Scénario Olivier Assayas
Image Denis Lenoir
Musique John Cale
Montage Luc Barnier
Son Jean-Claude Laureux
Production Erre Produzioni, Arena Films, Christian Bourgois Productions
Source Arena Films
Interprétation
Judith Godrèche, Jean-Pierre Léaud, Thomas Langmann, Antoine Basler, Martin Lamotte, Ounie Lecomte, Michèle Foucher
À dix-neuf ans, Adrien débarque à Paris chez son père, Clément, qu’il n’a pas vu depuis quatre ans. Ce dernier vit avec Louise, jeune fille de vingt ans, avide d’indépendance et de succès. À la suite d’une dispute, elle quitte Clément pour Adrien, installé dans un squat.
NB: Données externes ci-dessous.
//! Runtime configuration loaded from environment and optional `.env` files.
//!
//! Values are read once into an immutable [`AppCfg`] snapshot. CLI flags
//! override individual fields after loading.

use std::env;
use std::path::PathBuf;

use super::error::{TaxiError, TaxiResult};

/// Output format for the tracing subscriber.
#[derive(Copy, Clone, Debug, Eq, PartialEq)]
pub enum LogFormat {
    Text,
    Json,
}

/// Snapshot of configuration values consumed by the core.
#[derive(Clone, Debug)]
pub struct AppCfg {
    pub data_root: PathBuf,
    pub tracking_uri: String,
    pub run_id_path: PathBuf,
    pub prediction_log: PathBuf,
    pub report_path: PathBuf,
    pub api_host: String,
    pub api_port: u16,
    pub api_url: String,
    pub log_format: LogFormat,
}

impl AppCfg {
    /// Create a configuration snapshot from the process environment.
    pub fn load() -> TaxiResult<Self> {
        load_dotenv_layers();

        let data_root = PathBuf::from(env_or("TAXI_DATA_ROOT", "./data"));
        let prediction_log = match env::var("TAXI_PREDICTION_LOG") {
            Ok(path) => PathBuf::from(path),
            Err(_) => data_root.join("predictions.csv"),
        };

        Ok(Self {
            tracking_uri: env_or("TRACKING_URI", "file://./mlruns"),
            run_id_path: PathBuf::from(env_or("TAXI_RUN_ID_PATH", "run_id.txt")),
            prediction_log,
            report_path: PathBuf::from(env_or("TAXI_REPORT_PATH", "monitoring_report.html")),
            api_host: env_or("API_HOST", "0.0.0.0"),
            api_port: read_u16("API_PORT", 9696)?,
            api_url: env_or("TAXI_API_URL", "http://localhost:9696"),
            log_format: parse_log_format(&env_or("TAXI_LOG_FORMAT", "text"))?,
            data_root,
        })
    }

    /// Configuration rooted in a scratch directory, used by tests and tooling.
    pub fn rooted_at(root: impl Into<PathBuf>) -> Self {
        let root = root.into();
        Self {
            tracking_uri: format!("file://{}", root.join("mlruns").display()),
            run_id_path: root.join("run_id.txt"),
            prediction_log: root.join("data").join("predictions.csv"),
            report_path: root.join("monitoring_report.html"),
            api_host: "127.0.0.1".to_string(),
            api_port: 0,
            api_url: "http://127.0.0.1:9696".to_string(),
            log_format: LogFormat::Text,
            data_root: root.join("data"),
        }
    }
}

fn env_or(key: &str, default: &str) -> String {
    env::var(key).unwrap_or_else(|_| default.to_string())
}

fn read_u16(key: &str, default: u16) -> TaxiResult<u16> {
    match env::var(key) {
        Ok(v) => v
            .parse::<u16>()
            .map_err(|e| TaxiError::Config(format!("invalid {key}: {e}"))),
        Err(_) => Ok(default),
    }
}

fn parse_log_format(raw: &str) -> TaxiResult<LogFormat> {
    match raw.to_ascii_lowercase().as_str() {
        "text" | "pretty" => Ok(LogFormat::Text),
        "json" => Ok(LogFormat::Json),
        other => Err(TaxiError::Config(format!("unknown TAXI_LOG_FORMAT: {other}"))),
    }
}

fn load_dotenv_layers() {
    for path in [".env", "../.env"] {
        let _ = dotenvy::from_path(path);
    }
}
« Il y a chez les personnages de Paris s’éveille une terrible et touchante lucidité que le cinéaste, en grand directeur d’acteurs, leur transmet. L’élégance de la mise en scène correspond à la fuite perpétuelle des personnages, à la beauté de leurs aspirations, de leur souffrance diffuse. Paris s’éveille est le film d’un itinéraire semé d’embûches. Il se termine sur un extraordinaire plan-séquence très exactement “ophulsien”, qui met en jeu dans un décor rouge et or une femme oubliée. On savait déjà qu’un “travelling est affaire de morale”. Toute la morale de Paris s’éveille est dans ce dernier plan. »
L’œuvre d’Olivier Assayas fêtera bientôt (l’an prochain) ses trente ans. Soit l’âge qu’avait le cinéaste lorsqu’il tourna son premier film, Désordre, en 1986. Un film sur la joie et la souffrance d’avoir vingt ans, et le sentiment que jamais, un jour,...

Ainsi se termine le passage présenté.